[Stored data]
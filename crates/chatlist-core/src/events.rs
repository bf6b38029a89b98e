use crate::error::SyncError;
use crate::models::Conversation;
use crate::sync::NotificationDecision;

/// The two list projections published after every store mutation.
#[derive(Debug, Clone, Default, PartialEq, Eq)]
pub struct ListSnapshot {
    /// All conversations, newest message first
    pub visible: Vec<Conversation>,
    /// `visible` restricted to the active filter
    pub filtered: Vec<Conversation>,
}

impl ListSnapshot {
    pub fn partner_ids(&self) -> Vec<&str> {
        self.visible.iter().map(Conversation::partner_id).collect()
    }

    pub fn filtered_names(&self) -> Vec<Option<&str>> {
        self.filtered.iter().map(|c| c.user.name.as_deref()).collect()
    }
}

/// Signals delivered to the conversation-list screen.
///
/// Callbacks run on the engine task and must not block.
pub trait ConversationListener: Send + Sync {
    fn on_initial_load_finished(&self) {}
    fn on_empty_state_changed(&self, _is_empty: bool) {}
    fn on_list_changed(&self, _snapshot: &ListSnapshot) {}
    /// `None` clears the tab badge
    fn on_badge_changed(&self, _count: Option<usize>) {}
    fn on_notification_decision(&self, _decision: NotificationDecision, _message_from: &str) {}
    fn on_loading_changed(&self, _loading: bool) {}
    fn on_delete_failed(&self, _partner_id: &str, _error: &SyncError) {}
    fn on_transport_error(&self, _error: &SyncError) {}
}

/// OS-level application badge.
pub trait BadgeSink: Send + Sync {
    fn set_badge(&self, count: Option<usize>);
}

#[derive(Debug, Default, Clone, Copy)]
pub struct NoopListener;

impl ConversationListener for NoopListener {}

#[derive(Debug, Default, Clone, Copy)]
pub struct NoopBadgeSink;

impl BadgeSink for NoopBadgeSink {
    fn set_badge(&self, _count: Option<usize>) {}
}
use std::sync::Arc;

use futures::channel::mpsc::{self, UnboundedSender};
use futures::{FutureExt, StreamExt};
use parking_lot::Mutex;
use serde_json::{Map, Value};

use super::{RemoteStore, Snapshot, SnapshotStream, StoreFuture, StorePath};
use crate::error::SyncError;

#[derive(Debug, Clone, Copy, PartialEq, Eq)]
enum WatchKind {
    Value,
    LastChildren(usize),
    ChildAdded,
    ChildRemoved,
    ChildChanged,
}

struct Watcher {
    path: StorePath,
    kind: WatchKind,
    tx: UnboundedSender<Result<Snapshot, SyncError>>,
}

impl Watcher {
    fn send(&self, key: &str, value: Value) {
        let _ = self.tx.unbounded_send(Ok(Snapshot::new(key, value)));
    }

    fn key(&self) -> &str {
        self.path.key().unwrap_or_default()
    }

    /// Emit whatever this watcher observes between two values of its node.
    fn emit_changes(&self, before: &Value, after: &Value) {
        match self.kind {
            WatchKind::Value => {
                if before != after {
                    self.send(self.key(), after.clone());
                }
            }
            WatchKind::LastChildren(limit) => {
                let before = last_children(before, limit);
                let after = last_children(after, limit);
                if before != after {
                    self.send(self.key(), after);
                }
            }
            WatchKind::ChildAdded => {
                for (key, value) in sorted_children(after) {
                    if child(before, &key).is_none() {
                        self.send(&key, value);
                    }
                }
            }
            WatchKind::ChildRemoved => {
                for (key, value) in sorted_children(before) {
                    if child(after, &key).is_none() {
                        self.send(&key, value);
                    }
                }
            }
            WatchKind::ChildChanged => {
                for (key, value) in sorted_children(after) {
                    if child(before, &key).is_some_and(|old| *old != value) {
                        self.send(&key, value);
                    }
                }
            }
        }
    }
}

#[derive(Default)]
struct MemoryTree {
    root: Value,
    watchers: Vec<Watcher>,
}

/// In-process realtime store with the delivery model of the hosted backend.
///
/// Clones share the same tree and subscriptions. Empty objects are never stored: writing
/// `null` or `{}` removes the node and any parent left empty.
#[derive(Clone, Default)]
pub struct MemoryStore {
    inner: Arc<Mutex<MemoryTree>>,
}

impl MemoryStore {
    pub fn new() -> Self {
        Self::default()
    }

    /// Store seeded with a whole tree.
    pub fn with_tree(tree: Value) -> Self {
        let store = Self::new();
        store.inner.lock().root = normalize(tree);
        store
    }

    // ===== Reads =====

    pub fn value(&self, path: impl Into<StorePath>) -> Value {
        read(&self.inner.lock().root, &path.into())
    }

    pub fn exists(&self, path: impl Into<StorePath>) -> bool {
        !self.value(path).is_null()
    }

    /// Live subscriptions registered exactly at `path`.
    pub fn subscriber_count(&self, path: impl Into<StorePath>) -> usize {
        let path = path.into();
        self.inner
            .lock()
            .watchers
            .iter()
            .filter(|w| w.path == path && !w.tx.is_closed())
            .count()
    }

    // ===== Writes =====

    pub fn set(&self, path: impl Into<StorePath>, value: Value) {
        let path = path.into();
        let value = normalize(value);
        self.mutate(&path, |root| write(root, path.segments(), value));
    }

    /// Set several children of `path` in one notification round.
    pub fn update(&self, path: impl Into<StorePath>, children: Map<String, Value>) {
        let path = path.into();
        self.mutate(&path, |root| {
            for (key, value) in children {
                let child = path.child(&key);
                write(root, child.segments(), normalize(value));
            }
        });
    }

    pub fn remove(&self, path: impl Into<StorePath>) {
        self.set(path, Value::Null);
    }

    /// End every subscription at or below `path` with a transport error.
    pub fn fail_path(&self, path: impl Into<StorePath>, message: &str) {
        let path = path.into();
        self.inner.lock().watchers.retain(|watcher| {
            if path.contains(&watcher.path) {
                let _ = watcher
                    .tx
                    .unbounded_send(Err(SyncError::transport(&watcher.path, message)));
                false
            } else {
                !watcher.tx.is_closed()
            }
        });
    }

    fn mutate(&self, path: &StorePath, apply: impl FnOnce(&mut Value)) {
        let mut guard = self.inner.lock();
        let MemoryTree { root, watchers } = &mut *guard;
        watchers.retain(|w| !w.tx.is_closed());

        let before: Vec<Option<Value>> = watchers
            .iter()
            .map(|w| w.path.overlaps(path).then(|| read(root, &w.path)))
            .collect();

        apply(root);

        for (watcher, before) in watchers.iter().zip(before) {
            if let Some(before) = before {
                let after = read(root, &watcher.path);
                watcher.emit_changes(&before, &after);
            }
        }
    }

    fn subscribe(&self, path: &StorePath, kind: WatchKind) -> SnapshotStream {
        let (tx, rx) = mpsc::unbounded();
        let watcher = Watcher {
            path: path.clone(),
            kind,
            tx,
        };

        let mut tree = self.inner.lock();
        let current = read(&tree.root, path);
        match kind {
            WatchKind::Value => watcher.send(watcher.key(), current),
            WatchKind::LastChildren(limit) => {
                watcher.send(watcher.key(), last_children(&current, limit));
            }
            WatchKind::ChildAdded => {
                for (key, value) in sorted_children(&current) {
                    watcher.send(&key, value);
                }
            }
            WatchKind::ChildRemoved | WatchKind::ChildChanged => {}
        }
        tree.watchers.push(watcher);

        rx.boxed()
    }
}

impl RemoteStore for MemoryStore {
    fn get_once(&self, path: &StorePath) -> StoreFuture<'static, Snapshot> {
        let snapshot = Snapshot::new(path.key().unwrap_or_default(), self.value(path));
        async move { Ok::<_, SyncError>(snapshot) }.boxed()
    }

    fn subscribe_value(&self, path: &StorePath) -> SnapshotStream {
        self.subscribe(path, WatchKind::Value)
    }

    fn subscribe_last_children(&self, path: &StorePath, limit: usize) -> SnapshotStream {
        self.subscribe(path, WatchKind::LastChildren(limit))
    }

    fn subscribe_child_added(&self, path: &StorePath) -> SnapshotStream {
        self.subscribe(path, WatchKind::ChildAdded)
    }

    fn subscribe_child_removed(&self, path: &StorePath) -> SnapshotStream {
        self.subscribe(path, WatchKind::ChildRemoved)
    }

    fn subscribe_child_changed(&self, path: &StorePath) -> SnapshotStream {
        self.subscribe(path, WatchKind::ChildChanged)
    }

    fn delete(&self, path: &StorePath) -> StoreFuture<'static, ()> {
        self.remove(path);
        async { Ok::<_, SyncError>(()) }.boxed()
    }
}

fn read(root: &Value, path: &StorePath) -> Value {
    let mut node = root;
    for segment in path.segments() {
        match child(node, segment) {
            Some(next) => node = next,
            None => return Value::Null,
        }
    }
    node.clone()
}

fn child<'a>(value: &'a Value, key: &str) -> Option<&'a Value> {
    value.as_object().and_then(|map| map.get(key))
}

fn sorted_children(value: &Value) -> Vec<(String, Value)> {
    let mut children: Vec<(String, Value)> = value
        .as_object()
        .map(|map| map.iter().map(|(k, v)| (k.clone(), v.clone())).collect())
        .unwrap_or_default();
    children.sort_by(|a, b| a.0.cmp(&b.0));
    children
}

fn last_children(value: &Value, limit: usize) -> Value {
    let children = sorted_children(value);
    if children.is_empty() || limit == 0 {
        return Value::Null;
    }
    let skip = children.len().saturating_sub(limit);
    Value::Object(children.into_iter().skip(skip).collect())
}

fn is_empty_node(value: &Value) -> bool {
    value.is_null() || value.as_object().is_some_and(Map::is_empty)
}

/// Drop nulls and empty objects, recursively.
fn normalize(value: Value) -> Value {
    match value {
        Value::Object(map) => {
            let map: Map<String, Value> = map
                .into_iter()
                .map(|(k, v)| (k, normalize(v)))
                .filter(|(_, v)| !is_empty_node(v))
                .collect();
            if map.is_empty() {
                Value::Null
            } else {
                Value::Object(map)
            }
        }
        other => other,
    }
}

fn write(node: &mut Value, segments: &[String], value: Value) {
    let Some((head, rest)) = segments.split_first() else {
        *node = value;
        return;
    };

    if !node.is_object() {
        if value.is_null() {
            return;
        }
        *node = Value::Object(Map::new());
    }
    let Some(map) = node.as_object_mut() else {
        return;
    };

    if rest.is_empty() {
        if value.is_null() {
            map.remove(head);
        } else {
            map.insert(head.clone(), value);
        }
        return;
    }

    let child = map.entry(head.clone()).or_insert(Value::Null);
    write(child, rest, value);
    if is_empty_node(child) {
        map.remove(head);
    }
}

#[cfg(test)]
mod tests {
    use super::*;
    use futures::FutureExt;
    use serde_json::json;

    fn next_now(stream: &mut SnapshotStream) -> Option<Result<Snapshot, SyncError>> {
        stream.next().now_or_never().flatten()
    }

    #[test]
    fn test_set_and_remove_prunes_empty_parents() {
        let store = MemoryStore::new();
        store.set("roster/me/bob/lastMessagePointer/m1", json!(true));
        assert_eq!(store.value("roster/me/bob/lastMessagePointer/m1"), json!(true));

        store.remove("roster/me/bob/lastMessagePointer/m1");
        assert!(!store.exists("roster/me/bob"));
        assert!(!store.exists("roster"));
    }

    #[test]
    fn test_value_subscription_emits_current_then_changes() {
        let store = MemoryStore::with_tree(json!({"messages": {"m1": {"text": "hi"}}}));
        let mut stream = store.subscribe_value(&StorePath::parse("messages/m1"));

        let first = next_now(&mut stream).unwrap().unwrap();
        assert_eq!(first.key, "m1");
        assert_eq!(first.value, json!({"text": "hi"}));
        assert!(next_now(&mut stream).is_none());

        store.set("messages/m1/seen", json!(true));
        let second = next_now(&mut stream).unwrap().unwrap();
        assert_eq!(second.value, json!({"text": "hi", "seen": true}));

        // Unrelated writes are not delivered
        store.set("messages/m2/text", json!("other"));
        assert!(next_now(&mut stream).is_none());
    }

    #[test]
    fn test_value_subscription_on_missing_node_emits_null() {
        let store = MemoryStore::new();
        let mut stream = store.subscribe_value(&StorePath::parse("users/ghost"));
        let first = next_now(&mut stream).unwrap().unwrap();
        assert!(!first.exists());
    }

    #[test]
    fn test_child_added_replays_existing_children() {
        let store = MemoryStore::with_tree(json!({"roster": {"me": {"b": 1, "a": 2}}}));
        let mut stream = store.subscribe_child_added(&StorePath::parse("roster/me"));

        assert_eq!(next_now(&mut stream).unwrap().unwrap().key, "a");
        assert_eq!(next_now(&mut stream).unwrap().unwrap().key, "b");
        assert!(next_now(&mut stream).is_none());

        store.set("roster/me/c", json!(3));
        assert_eq!(next_now(&mut stream).unwrap().unwrap().key, "c");

        // Changing an existing child is not an addition
        store.set("roster/me/a", json!(5));
        assert!(next_now(&mut stream).is_none());
    }

    #[test]
    fn test_child_removed_and_changed() {
        let store = MemoryStore::with_tree(json!({"users": {"bob": {"name": "Bob"}}}));
        let mut removed = store.subscribe_child_removed(&StorePath::parse("users/bob"));
        let mut changed = store.subscribe_child_changed(&StorePath::parse("users/bob"));
        assert!(next_now(&mut removed).is_none());
        assert!(next_now(&mut changed).is_none());

        store.set("users/bob/name", json!("Robert"));
        let change = next_now(&mut changed).unwrap().unwrap();
        assert_eq!(change.key, "name");
        assert_eq!(change.value, json!("Robert"));

        store.set("users/bob/thumbnailUrl", json!("http://img"));
        // A new field is an addition, not a change
        assert!(next_now(&mut changed).is_none());

        store.remove("users/bob/name");
        let gone = next_now(&mut removed).unwrap().unwrap();
        assert_eq!(gone.key, "name");
        assert_eq!(gone.value, json!("Robert"));
    }

    #[test]
    fn test_last_children_follows_most_recent_key() {
        let store = MemoryStore::with_tree(json!({"p": {"m1": true}}));
        let mut stream = store.subscribe_last_children(&StorePath::parse("p"), 1);
        assert_eq!(next_now(&mut stream).unwrap().unwrap().value, json!({"m1": true}));

        store.set("p/m2", json!(true));
        assert_eq!(next_now(&mut stream).unwrap().unwrap().value, json!({"m2": true}));

        // An older key does not change the window
        store.set("p/m0", json!(true));
        assert!(next_now(&mut stream).is_none());
    }

    #[test]
    fn test_dropped_stream_is_pruned() {
        let store = MemoryStore::new();
        let stream = store.subscribe_value(&StorePath::parse("a"));
        assert_eq!(store.subscriber_count("a"), 1);
        drop(stream);
        assert_eq!(store.subscriber_count("a"), 0);
        store.set("a", json!(1));
        assert_eq!(store.inner.lock().watchers.len(), 0);
    }

    #[test]
    fn test_fail_path_ends_subscriptions_below() {
        let store = MemoryStore::new();
        let mut inside = store.subscribe_child_added(&StorePath::parse("roster/me"));
        let mut outside = store.subscribe_value(&StorePath::parse("users/bob"));
        let _ = next_now(&mut outside);

        store.fail_path("roster", "permission denied");
        match next_now(&mut inside) {
            Some(Err(SyncError::Transport { path, message })) => {
                assert_eq!(path, "roster/me");
                assert_eq!(message, "permission denied");
            }
            other => panic!("expected transport error, got {:?}", other),
        }
        // Stream is closed afterwards
        assert!(matches!(inside.next().now_or_never(), Some(None)));
        assert_eq!(store.subscriber_count("users/bob"), 1);
    }

    #[test]
    fn test_get_once_and_delete() {
        let store = MemoryStore::with_tree(json!({"roster": {"me": {"bob": {"x": 1}}}}));
        let snapshot = store
            .get_once(&StorePath::parse("roster/me"))
            .now_or_never()
            .unwrap()
            .unwrap();
        assert_eq!(snapshot.child_count(), 1);

        store
            .delete(&StorePath::parse("roster/me/bob"))
            .now_or_never()
            .unwrap()
            .unwrap();
        assert!(!store.exists("roster/me/bob"));
    }
}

→ YOUR INSTRUCTIONS: Scan the records above for the string "users", then report every line that contains it.

→ SOLUTION FOR THIS EXERCISE:
        let mut stream = store.subscribe_value(&StorePath::parse("users/ghost"));
        let store = MemoryStore::with_tree(json!({"users": {"bob": {"name": "Bob"}}}));
        let mut removed = store.subscribe_child_removed(&StorePath::parse("users/bob"));
        let mut changed = store.subscribe_child_changed(&StorePath::parse("users/bob"));
        store.set("users/bob/name", json!("Robert"));
        store.set("users/bob/thumbnailUrl", json!("http://img"));
        store.remove("users/bob/name");
        let mut outside = store.subscribe_value(&StorePath::parse("users/bob"));
        assert_eq!(store.subscriber_count("users/bob"), 1);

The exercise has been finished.